昼のお弁当も、いつものみんなで食べたけど、全然食欲がなくて食べられない。
「神戸さん、元気ないじゃん。何かあったん?」
クラの中谷さんが気を使って、声を掛けてくれた。
「チカちゃん、女の子って…月に一回、面倒だよね」
ケイちゃんがすかさず助け舟を出してくれた。アタシは女の子の月イチのあの日ということにされてしまった。
「そうなんじゃ…。結構重たいの?」
「うっ、うん…」
本当にあの日が来た時、大丈夫かな…。誤魔化せるかな…。
「じゃ上井くんには、女の辛さは分からんじゃろうけぇ、今日は近付くな!って言っといてあげようか?」
「いや、そこまでしなくてもいいよ…」
そこまで中谷さんがしてくれなくても、アタシは上井くんと話せなくなっちゃったから。
アタシが上井くんのことを友達以上の存在って思い始めたのが、一緒のクラスになった4月、本気でちゃんと好きになったのが7月12日の林間学校、アタシが強引に告白し合うようにして付き合い始めたのが7月18日、2人で一緒に帰り始めたのが7月22日、上井くんが富山に行っちゃったのが7月25日、そして上井くんが広島に戻って部活に復帰したのが昨日の7月29日。
その昨日の帰りに、しばらく一緒に帰るのは止めようと上井くんに告げて…。
今、もう別れのピンチを招いてる。
アタシ、何やってんだろ。
短期間で上井くんを振り回してるだけじゃない…。
午後の練習はいつものように合奏。上井くんが傍目ではいつも通りに、起立、礼、と号令を掛けていた。
練習後にアタシがクラリネットを片付けていたら、ケイちゃんが話し掛けてきた。
「昼はごめんね、咄嗟にチカちゃんを助けて上げなくちゃって思ったら、つい…」
「あっ、大丈夫よ。どうせその内やって来るから。でも本当に来た時も重かったら、どうしよう…」
「普段も重いの?」
「どうなのかなぁ。
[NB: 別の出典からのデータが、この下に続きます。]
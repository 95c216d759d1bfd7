use std::sync::Arc;

use axum::Json;
use schemars::JsonSchema;
use serde::{Deserialize, Serialize};

use crate::middleware::base_url::BaseUrl;

#[derive(Debug, Clone, Serialize, Deserialize, JsonSchema)]
pub struct Link {
    #[serde(rename = "rel")]
    pub relation: String,

    #[serde(rename = "href")]
    pub hypertext_reference: String,
}

#[derive(Debug, Clone, Serialize, JsonSchema)]
#[serde(rename_all = "camelCase")]
pub struct Response<T> {
    #[serde(flatten)]
    pub content: T,
    pub links: Vec<Link>,
}

impl<T> Response<T> {
    pub fn new(content: T) -> Self {
        Self {
            content,
            links: vec![],
        }
    }

    pub fn builder(content: T, base_url: Arc<BaseUrl>) -> ResponseBuilder<T> {
        ResponseBuilder::new(content, base_url)
    }

    pub fn json(self) -> Json<Self> {
        Json(self)
    }
}

pub struct ResponseBuilder<T> {
    pub response: Response<T>,
    pub base_url: Arc<BaseUrl>,
}

impl<T> ResponseBuilder<T> {
    pub fn new(content: T, base_url: Arc<BaseUrl>) -> Self {
        Self {
            response: Response::new(content),
            base_url,
        }
    }

    pub fn link<R, H>(mut self, relation: R, hypertext_reference: H) -> Self
    where
        R: Into<String>,
        H: Into<String>,
    {
        let url = self.base_url.full_url(hypertext_reference.into());
        self.response.links.push(Link {
            relation: relation.into(),
            hypertext_reference: url,
        });
        self
    }

    pub fn link_option<R, H>(
        self,
        relation: R,
        hypertext_reference: Option<H>,
    ) -> Self
    where
        R: Into<String>,
        H: Into<String>,
    {
        match hypertext_reference {
            Some(href) => self.link(relation, href),
            None => self,
        }
    }

    pub fn build(self) -> Response<T> {
        self.response
    }
}
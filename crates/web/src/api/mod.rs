use axum::{
    response::IntoResponse,
    routing::{get, on},
    Json, Router,
};
use serde_json::json;

pub mod v1;

use crate::{
    common::{route_not_found, METHOD_FILTER_ALL},
    WebState,
};

macro_rules! resource {
    ($($arg:tt)*) => {
        format!("/api{}", format_args!($($arg)*))
    };
}
pub(crate) use resource;

pub fn routes(state: WebState) -> Router {
    Router::new()
        .route("/ping", get(ping))
        .nest_service("/v1", v1::routes(state))
        .fallback_service(on(METHOD_FILTER_ALL, route_not_found))
}

async fn ping() -> impl IntoResponse {
    Json(json!({
        "message": "pong!"
    }))
}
あんまりこんな話、女子同士でもしないじゃない?だからよく分かんなくて」
「アタシはチカちゃんは、そんなに重くないのかなって思うよ。女のアタシでもいつなってるのか、全然横にいても分かんないもん」
「そう?」
「うん。だから本当にそうなった時も、誤魔化せると思うけどね」
ケイちゃんと並んでクラリネットを片付けながら、そんな会話を交わしていた。
「それよりチカちゃん、今日、上井くんに話し掛けることは出来たの?」
「…それが…」
「はい、もう言わなくていいよ。今日は話せてない。じゃ、いつ話す?ってことよね。チカちゃん、告白した時みたいに、上井くんが鍵を閉めるまでどっかで待機してて、鍵閉めて職員室に向かった時に上井くんを捉まえれば?」
「そ、そんなトリッキーなこと、出来ないよ」
「ついこの前、やったじゃん」
「あの時にはもう、一生分の気持ち、気力を使ったから…。それにそんな隠れて待ち構えてなんて、上井くん、アタシを気持ち悪い女って思うよ、きっと」
「気持ち悪い女って、自分で言うセリフじゃないよ…。チカちゃんまでネガティブになってるね。こりゃお互いに重症だわ。どうしようか…」
ケイちゃんは片付ける手を止めて、考え込んだ。
「アタシはとりあえず…今日は、前のとおりに帰る」
「そうね、今の心理状態の2人を無理に会わせたら、逆に良くない結果を招きそうだし」
「……」
「じゃ、明日の部活の…昼休みか帰り道を狙って、アタシが上井くんの気持ちを聞き出してみるよ!」
「ホント?」
「うん。親友には…幸せでいてほしいじゃん」
ケイちゃんはちょっと遠目でそう言ってくれた。
アタシが大したことはないだろうと思って起こした行動が、まさか上井くんとの危機を招くなんて、思いもしなかった。
アタシ達、どうなるんだろ。別れるなんて、嫌だよ…。